I finalisti del Premio Narrativa Bergamo 2019

Venerdì scorso, il Premio Nazionale di Narrativa Bergamo ha rivelato al pubblico i cinque titoli finalisti della XXXV edizione e i nomi dei loro autori con una cerimonia che si è tenuta nella splendida cornice della Sala Achille Funi di UBI Banca, un luogo storico e particolarmente caro al Premio, poiché aveva già accolto le prime edizioni. Alla presenza di Luca Gotti, Responsabile della Macro Area Territoriale Bergamo e Lombardia Ovest di UBI Banca, e del Presidente del Premio, Massimo Rocchi – che ha sottolineato l’importanza di questi trentacinque anni di attività, grazie alla tenacia e all’impegno di chi l’ha iniziato e di chi lo sta proseguendo – il nostro redattore Giacomo Raccis ha presentato le opere finaliste.


Se è vero che tra i compiti delle critica letteraria, il primo e il più importante è quello di orientare i gusti del pubblico, mostrando nel variegato panorama librario quel che, ai diversi piani del sistema letterario, è fatto con più acume e sapienza, in modo da soddisfare i gusti di un pubblico dalle diverse esigenze, che può andare a caccia di raffinate sperimentazioni, ma anche di un nobile intrattenimento narrativo, allora possiamo dire che anche quest’anno il Premio Narrativa Bergamo e la sua Giuria Tecnica hanno svolto un’accurata funzione critica, rivolta a tutti i lettori (e aspiranti tali) che ogni anno lo seguono.
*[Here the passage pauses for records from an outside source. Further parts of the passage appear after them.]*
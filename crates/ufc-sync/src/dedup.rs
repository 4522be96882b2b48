use std::collections::HashSet;

use strsim::jaro_winkler;
use url::Url;
use ufc_core::text::normalize_title;

#[derive(Debug, Clone, Copy)]
pub struct DedupConfig {
    /// Jaro-Winkler score at or above which two normalized titles are the same story.
    pub title_threshold: f64,
    /// How far back stored titles are compared.
    pub window_days: i64,
}

impl Default for DedupConfig {
    fn default() -> Self {
        Self {
            title_threshold: 0.93,
            window_days: 7,
        }
    }
}

#[derive(Debug, Clone, PartialEq, Eq)]
pub enum DuplicateOf {
    StoredUrl,
    RepeatedUrl,
    SimilarTitle(String),
}

/// Tracks what a sync run has already seen: stored URLs, recent stored
/// titles, and everything accepted earlier in the run.
pub struct DedupEngine {
    config: DedupConfig,
    urls: HashSet<String>,
    stored_urls: HashSet<String>,
    titles: Vec<(String, String)>,
}

impl DedupEngine {
    pub fn new(config: DedupConfig, stored_urls: HashSet<String>, recent_titles: Vec<String>) -> Self {
        Self {
            config,
            urls: HashSet::new(),
            stored_urls,
            titles: recent_titles
                .into_iter()
                .map(|t| (normalize_title(&t), t))
                .collect(),
        }
    }

    pub fn config(&self) -> DedupConfig {
        self.config
    }

    pub fn similarity(a: &str, b: &str) -> f64 {
        jaro_winkler(&normalize_title(a), &normalize_title(b))
    }

    /// Checks one item; when it is new it is remembered so later items in
    /// the same run are compared against it.
    pub fn check(&mut self, fonte_url: &str, titulo: &str) -> Option<DuplicateOf> {
        if self.stored_urls.contains(fonte_url) {
            return Some(DuplicateOf::StoredUrl);
        }
        if self.urls.contains(fonte_url) {
            return Some(DuplicateOf::RepeatedUrl);
        }
        let normalized = normalize_title(titulo);
        if let Some((_, original)) = self
            .titles
            .iter()
            .find(|(seen, _)| jaro_winkler(seen, &normalized) >= self.config.title_threshold)
        {
            return Some(DuplicateOf::SimilarTitle(original.clone()));
        }
        self.urls.insert(fonte_url.to_string());
        self.titles.push((normalized, titulo.to_string()));
        None
    }
}

/// Canonical form used for `fonte_url`: lowercase scheme and host, no
/// fragment, no tracking parameters, no trailing slash. Input that does not
/// parse as an absolute URL is only trimmed.
pub fn normalize_url(raw: &str) -> String {
    let raw = raw.trim();
    let Ok(mut url) = Url::parse(raw) else {
        return raw.to_string();
    };
    url.set_fragment(None);

    let kept: Vec<(String, String)> = url
        .query_pairs()
        .filter(|(key, _)| !is_tracking_param(key))
        .map(|(key, value)| (key.into_owned(), value.into_owned()))
        .collect();
    if kept.is_empty() {
        url.set_query(None);
    } else {
        url.query_pairs_mut().clear().extend_pairs(kept);
    }

    let path = url.path().to_string();
    if path.len() > 1 && path.ends_with('/') {
        url.set_path(path.trim_end_matches('/'));
    }
    url.to_string()
}

fn is_tracking_param(key: &str) -> bool {
    let key = key.to_ascii_lowercase();
    key.starts_with("utm_") || matches!(key.as_str(), "fbclid" | "gclid" | "ref" | "cmpid")
}

#[cfg(test)]
mod tests {
    use super::*;

    fn engine(stored: &[&str], recent: &[&str]) -> DedupEngine {
        DedupEngine::new(
            DedupConfig::default(),
            stored.iter().map(|s| s.to_string()).collect(),
            recent.iter().map(|s| s.to_string()).collect(),
        )
    }

    #[test]
    fn stored_and_repeated_urls_are_duplicates() {
        let mut e = engine(&["https://a.com/1"], &[]);
        assert_eq!(e.check("https://a.com/1", "Qualquer"), Some(DuplicateOf::StoredUrl));
        assert_eq!(e.check("https://a.com/2", "Pereira defende o cinturão"), None);
        assert_eq!(e.check("https://a.com/2", "Outro título totalmente diferente"), Some(DuplicateOf::RepeatedUrl));
    }

    #[test]
    fn near_identical_titles_are_duplicates() {
        let mut e = engine(&[], &["Alex Pereira x Magomed Ankalaev: revanche confirmada para o UFC 320"]);
        let dup = e.check(
            "https://b.com/x",
            "Alex Pereira x Magomed Ankalaev - revanche confirmada para o UFC 320!",
        );
        assert!(matches!(dup, Some(DuplicateOf::SimilarTitle(_))));
        assert_eq!(e.check("https://b.com/y", "Jon Jones anuncia aposentadoria do MMA"), None);
        assert!(matches!(
            e.check("https://b.com/z", "Jon Jones anuncia aposentadoria do MMA."),
            Some(DuplicateOf::SimilarTitle(t)) if t == "Jon Jones anuncia aposentadoria do MMA"
        ));
    }

    #[test]
    fn different_stories_pass() {
        let a = "Makhachev confirma subida para o meio-médio";
        let b = "Pantoja defende cinturão contra Kara-France";
        assert!(DedupEngine::similarity(a, b) < DedupConfig::default().title_threshold);
    }

    #[test]
    fn urls_are_normalized() {
        assert_eq!(
            normalize_url("HTTPS://WWW.MMAFighting.com/2025/8/1/Story/?utm_source=rss&id=3#comments"),
            "https://www.mmafighting.com/2025/8/1/Story?id=3"
        );
        assert_eq!(normalize_url("https://ufc.com/"), "https://ufc.com/");
        assert_eq!(normalize_url("https://ufc.com/a?utm_medium=x"), "https://ufc.com/a");
        assert_eq!(normalize_url("https://ufc.com:443/a?UTM_Campaign=y&gclid=1"), "https://ufc.com/a");
        assert_eq!(normalize_url(" sem-esquema "), "sem-esquema");
    }
}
Si può fare una simile affermazione perché la cinquina di quest’anno, più che in altre edizioni, sembra offrire uno sguardo plurale su quel che offre oggi la narrativa italiana. Senz’altro tra i cinque libri selezionati per la vittoria finale – I vivi e i morti di Andrea Gentile (minimum fax 2018), La lettrice di Čechov di Giulia Corsalini (Nottetempo 2018), Ipotesi di una sconfitta di Giorgio Falco (Einaudi Stile libero 2017), Le vite potenziali di Francesco Targhetta (Mondadori 2018) e Cosa diremo agli angeli di Franco Stelzer (Einaudi 2018) – esistono delle assonanze, si possono trovare simmetrie di volta in volta diverse, ma nel complesso ciascuno di essi sembra portare con sé un’idea di stile e di racconto molto specifica, capace di farne una voce significativa di una determinata porzione del campo romanzesco contemporaneo.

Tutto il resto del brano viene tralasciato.